Части же Красной Армии на Урале в это время были еще очень слабы: плохо обучены, слабо вооружены, а главное плохо организованы. Они в большинстве своем состояли из добровольческих рабочих дружин и партизанских отрядов, возникших из деревенской бедноты и батраков. По своей структуре и численности они были очень разнородны.
Первые боевые неудачи на екатеринбург-челябинском направлении (между Кыштымом и Аргаяшем), гибель комиссара златоуст-челябинского направления Малышева, поражение руководимых им отрядов под Златоустом и поспешный отход их на Нижний Уфалей — все это заставило наше командование в срочном порядке приступить к слиянию раздробленных сил в более крупные и стройные части и по возможности однотипные (полки, бригады, дивизии).
В середине июля в Нижний Уфалей прибыл уполномоченный штаба Северо-Урало-Сибирского фронта Васько Богдан с заданием сформировать из всех отрядов, которые собрались в Нижнем Уфалее, полк.
Вскоре после своего прибытия Богдан назначил смотр войскам. По его приказу они выстроились на площади, недалеко от заводской ограды.
Узнав, что на площади строятся отряды, многие жители поспешили туда же, и скоро вся площадь была окружена любопытными. Особенно много было ребятишек, без которых, как известно, не обходится ни одно значительное событие.
На правом фланге построился местный Уфалейский отряд, левее стоял Белорецкий рабочий отряд, затем отряд уфимских башкир, за ним — Рождественский пехотный отряд с конной группой и другие отряды; замыкала левый фланг наша семерка, вернувшаяся с Красного Камня.
Выстроенные войска имели вид весьма пестрый. Серые шинели и зеленые гимнастерки фронтовиков перемежались с черными пиджаками рабочих и домоткаными зипунами крестьян. Военные фуражки, крестьянские картузы, башкирские рахчинки и даже турецкие красные фески виднелись на головах бойцов. Сапоги, ботинки с обмотками, башкирские сарыки, попадались и лапти. Таково было обмундирование выстроенных на площади войск.
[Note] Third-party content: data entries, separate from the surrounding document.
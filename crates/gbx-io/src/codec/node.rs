// Typed Gbx Node Model
//
// A deliberately small view over parsed Gbx content. Tools only need the
// handful of node kinds and fields below; everything else a codec knows
// about stays on its side of the boundary.

use bytes::Bytes;
use serde::Serialize;

/// Basic header fields shared by every Gbx file.
#[derive(Debug, Clone, Copy, PartialEq, Eq, Serialize)]
#[serde(rename_all = "camelCase")]
pub struct GbxHeader {
	/// Engine class id of the root node.
	pub class_id: u32,
	/// Gbx format version.
	pub version: u16,
	/// Whether the body was stored compressed.
	pub compressed_body: bool,
}

/// The root node of a parsed Gbx file.
#[derive(Debug, Clone, PartialEq, Serialize)]
pub enum GbxNode {
	Map(MapNode),
	Replay(ReplayNode),
	Ghost(GhostNode),
	Clip(ClipNode),
	Item(ItemNode),
}

impl GbxNode {
	/// Short lowercase label for log and error messages.
	pub fn kind(&self) -> &'static str {
		match self {
			GbxNode::Map(_) => "map",
			GbxNode::Replay(_) => "replay",
			GbxNode::Ghost(_) => "ghost",
			GbxNode::Clip(_) => "clip",
			GbxNode::Item(_) => "item",
		}
	}

	/// Engine class id for this node kind.
	pub fn class_id(&self) -> u32 {
		match self {
			GbxNode::Map(_) => 0x0304_3000,
			GbxNode::Replay(_) => 0x0309_3000,
			GbxNode::Ghost(_) => 0x0309_2000,
			GbxNode::Clip(_) => 0x0307_9000,
			GbxNode::Item(_) => 0x2E00_2000,
		}
	}
}

/// A map (challenge), with the header-stored extras tools care about.
#[derive(Debug, Clone, PartialEq, Serialize)]
#[serde(rename_all = "camelCase")]
pub struct MapNode {
	pub name: Option<String>,
	/// JPEG thumbnail stored in the header, if the map has one.
	pub thumbnail: Option<Bytes>,
	/// Zip pack of embedded items, if the map embeds any.
	pub embedded_items: Option<Bytes>,
	/// Media clips attached to the map (intro, in-game, podium).
	pub clips: Vec<ClipNode>,
}

impl MapNode {
	/// Ghosts reachable through the attached media clips.
	pub fn ghosts(&self) -> Vec<&GhostNode> {
		self.clips.iter().flat_map(|clip| clip.ghosts()).collect()
	}
}

/// A replay: recorded ghosts plus an optional media clip.
#[derive(Debug, Clone, PartialEq, Serialize)]
#[serde(rename_all = "camelCase")]
pub struct ReplayNode {
	pub ghosts: Vec<GhostNode>,
	pub clip: Option<ClipNode>,
}

impl ReplayNode {
	/// All ghosts in the replay, the directly recorded ones first, then any
	/// that only live inside the clip.
	pub fn ghosts(&self) -> Vec<&GhostNode> {
		let mut ghosts: Vec<&GhostNode> = self.ghosts.iter().collect();
		if let Some(clip) = &self.clip {
			ghosts.extend(clip.ghosts());
		}
		ghosts
	}
}

/// A standalone ghost.
#[derive(Debug, Clone, PartialEq, Serialize)]
#[serde(rename_all = "camelCase")]
pub struct GhostNode {
	pub name: Option<String>,
	pub race_time_ms: Option<u32>,
}

/// A media clip. Only the ghost blocks matter to the shipped tools.
#[derive(Debug, Clone, PartialEq, Serialize)]
#[serde(rename_all = "camelCase")]
pub struct ClipNode {
	pub ghosts: Vec<GhostNode>,
}

impl ClipNode {
	pub fn ghosts(&self) -> Vec<&GhostNode> {
		self.ghosts.iter().collect()
	}
}

/// A collector item, such as a custom block or decoration.
#[derive(Debug, Clone, PartialEq, Serialize)]
#[serde(rename_all = "camelCase")]
pub struct ItemNode {
	/// Icon image stored in the header, if the item has one.
	pub icon: Option<Bytes>,
}

/// A fully parsed Gbx file: header, root node, and the path it arrived
/// under (file name or archive entry name), when known.
#[derive(Debug, Clone, PartialEq, Serialize)]
#[serde(rename_all = "camelCase")]
pub struct ParsedGbx {
	pub path: Option<String>,
	pub header: GbxHeader,
	pub node: GbxNode,
}

impl ParsedGbx {
	pub fn new(header: GbxHeader, node: GbxNode) -> Self {
		Self { path: None, header, node }
	}

	pub fn kind(&self) -> &'static str {
		self.node.kind()
	}
}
Основное вооружение отрядов состояло из винтовок разных образцов, начиная от русской трехлинейной винтовки, кончая «Гра», «Ватерли» и берданкой. Гордостью крупных отрядов был станковый пулемет «Максим», но он являлся редкостью; роскошью считался также ручной пулемет «Льюис».
Рядом со спокойным, видавшим виды фронтовиком, которого ничем не удивишь и который знает «почем фунт лиха», можно было увидеть безусого, восторженного юнца, с гордостью державшего в руках отцовский дробовик.